[TASK TO COMPLETE]:
Go to the line below containing "filename src/stats_repo/parser.rs" and print exactly from there through the line containing "Timestamp prefix the", both included. Print nothing else.

BEGIN SOURCE INFORMATION

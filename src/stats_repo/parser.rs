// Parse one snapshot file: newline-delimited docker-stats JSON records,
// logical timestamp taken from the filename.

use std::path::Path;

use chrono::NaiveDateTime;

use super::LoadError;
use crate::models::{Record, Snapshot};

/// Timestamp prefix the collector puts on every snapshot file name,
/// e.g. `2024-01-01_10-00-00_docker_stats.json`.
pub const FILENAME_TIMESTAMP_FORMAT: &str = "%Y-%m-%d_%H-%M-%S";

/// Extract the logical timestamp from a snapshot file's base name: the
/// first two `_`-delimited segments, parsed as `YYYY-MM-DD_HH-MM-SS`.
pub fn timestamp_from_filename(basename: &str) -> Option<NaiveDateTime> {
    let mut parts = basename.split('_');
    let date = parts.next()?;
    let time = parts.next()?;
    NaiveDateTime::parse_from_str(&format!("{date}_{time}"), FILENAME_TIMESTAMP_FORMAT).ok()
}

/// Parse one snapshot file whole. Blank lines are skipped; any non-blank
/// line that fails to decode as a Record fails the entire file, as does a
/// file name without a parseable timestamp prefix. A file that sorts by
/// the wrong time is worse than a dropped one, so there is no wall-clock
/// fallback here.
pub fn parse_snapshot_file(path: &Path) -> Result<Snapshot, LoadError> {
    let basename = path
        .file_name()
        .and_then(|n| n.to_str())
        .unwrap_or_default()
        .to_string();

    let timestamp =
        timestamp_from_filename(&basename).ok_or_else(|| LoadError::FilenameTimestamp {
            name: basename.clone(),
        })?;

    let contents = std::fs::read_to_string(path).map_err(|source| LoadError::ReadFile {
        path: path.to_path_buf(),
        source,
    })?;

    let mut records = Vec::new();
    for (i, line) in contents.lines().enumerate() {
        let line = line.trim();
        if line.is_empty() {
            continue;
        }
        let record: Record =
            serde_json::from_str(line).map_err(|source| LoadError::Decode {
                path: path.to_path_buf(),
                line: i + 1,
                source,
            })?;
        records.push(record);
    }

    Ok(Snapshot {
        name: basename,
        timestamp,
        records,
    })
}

END SOURCE INFORMATION
BEGIN SOURCE INFORMATION

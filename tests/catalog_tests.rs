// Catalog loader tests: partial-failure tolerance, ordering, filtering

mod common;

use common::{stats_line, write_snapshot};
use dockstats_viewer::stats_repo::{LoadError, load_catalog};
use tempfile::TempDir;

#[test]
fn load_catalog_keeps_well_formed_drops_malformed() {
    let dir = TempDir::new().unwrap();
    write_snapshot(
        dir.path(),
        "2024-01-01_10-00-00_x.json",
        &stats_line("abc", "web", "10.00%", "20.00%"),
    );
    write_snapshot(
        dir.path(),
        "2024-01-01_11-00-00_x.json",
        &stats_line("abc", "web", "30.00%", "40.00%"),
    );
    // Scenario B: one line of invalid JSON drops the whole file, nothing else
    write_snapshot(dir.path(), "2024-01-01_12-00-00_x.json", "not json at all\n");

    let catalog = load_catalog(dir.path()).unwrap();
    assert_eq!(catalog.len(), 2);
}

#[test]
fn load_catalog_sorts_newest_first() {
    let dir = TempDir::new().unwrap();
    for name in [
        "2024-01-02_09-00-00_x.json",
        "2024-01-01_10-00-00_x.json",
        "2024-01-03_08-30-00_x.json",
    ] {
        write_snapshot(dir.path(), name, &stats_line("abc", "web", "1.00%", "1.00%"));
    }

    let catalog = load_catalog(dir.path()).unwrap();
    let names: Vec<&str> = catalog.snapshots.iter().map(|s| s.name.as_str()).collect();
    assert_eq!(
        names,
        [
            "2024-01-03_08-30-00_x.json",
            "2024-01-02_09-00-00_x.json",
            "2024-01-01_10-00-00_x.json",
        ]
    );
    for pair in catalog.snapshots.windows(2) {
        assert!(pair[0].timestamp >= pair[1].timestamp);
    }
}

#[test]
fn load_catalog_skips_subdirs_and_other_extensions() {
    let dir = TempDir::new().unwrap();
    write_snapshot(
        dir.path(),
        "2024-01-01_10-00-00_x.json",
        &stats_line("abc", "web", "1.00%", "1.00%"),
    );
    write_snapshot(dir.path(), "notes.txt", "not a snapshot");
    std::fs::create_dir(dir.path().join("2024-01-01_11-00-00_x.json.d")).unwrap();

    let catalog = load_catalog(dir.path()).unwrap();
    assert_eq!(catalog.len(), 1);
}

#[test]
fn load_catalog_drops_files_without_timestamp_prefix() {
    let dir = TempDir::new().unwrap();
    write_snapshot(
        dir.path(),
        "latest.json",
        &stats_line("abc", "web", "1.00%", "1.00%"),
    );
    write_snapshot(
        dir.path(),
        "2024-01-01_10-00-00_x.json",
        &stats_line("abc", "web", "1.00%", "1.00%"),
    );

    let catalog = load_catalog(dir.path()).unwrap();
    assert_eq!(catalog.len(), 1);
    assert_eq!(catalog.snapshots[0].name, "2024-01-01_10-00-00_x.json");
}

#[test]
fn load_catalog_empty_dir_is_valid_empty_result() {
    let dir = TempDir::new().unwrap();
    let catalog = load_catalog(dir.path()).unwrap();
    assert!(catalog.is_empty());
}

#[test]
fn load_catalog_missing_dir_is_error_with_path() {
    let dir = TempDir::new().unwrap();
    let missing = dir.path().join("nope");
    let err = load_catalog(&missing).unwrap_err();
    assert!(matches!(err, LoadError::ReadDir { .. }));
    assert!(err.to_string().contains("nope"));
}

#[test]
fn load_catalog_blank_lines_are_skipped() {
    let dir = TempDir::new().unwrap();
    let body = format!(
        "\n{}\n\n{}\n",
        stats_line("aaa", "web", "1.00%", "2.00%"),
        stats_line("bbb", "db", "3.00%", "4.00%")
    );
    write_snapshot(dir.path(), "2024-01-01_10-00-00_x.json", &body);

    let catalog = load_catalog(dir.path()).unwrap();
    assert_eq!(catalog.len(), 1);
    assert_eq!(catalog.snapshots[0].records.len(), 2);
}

END SOURCE INFORMATION

[TASK RESPONSE]:
filename src/stats_repo/parser.rs
// Parse one snapshot file: newline-delimited docker-stats JSON records,
// logical timestamp taken from the filename.

use std::path::Path;

use chrono::NaiveDateTime;

use super::LoadError;
use crate::models::{Record, Snapshot};

/// Timestamp prefix the collector puts on every snapshot file name,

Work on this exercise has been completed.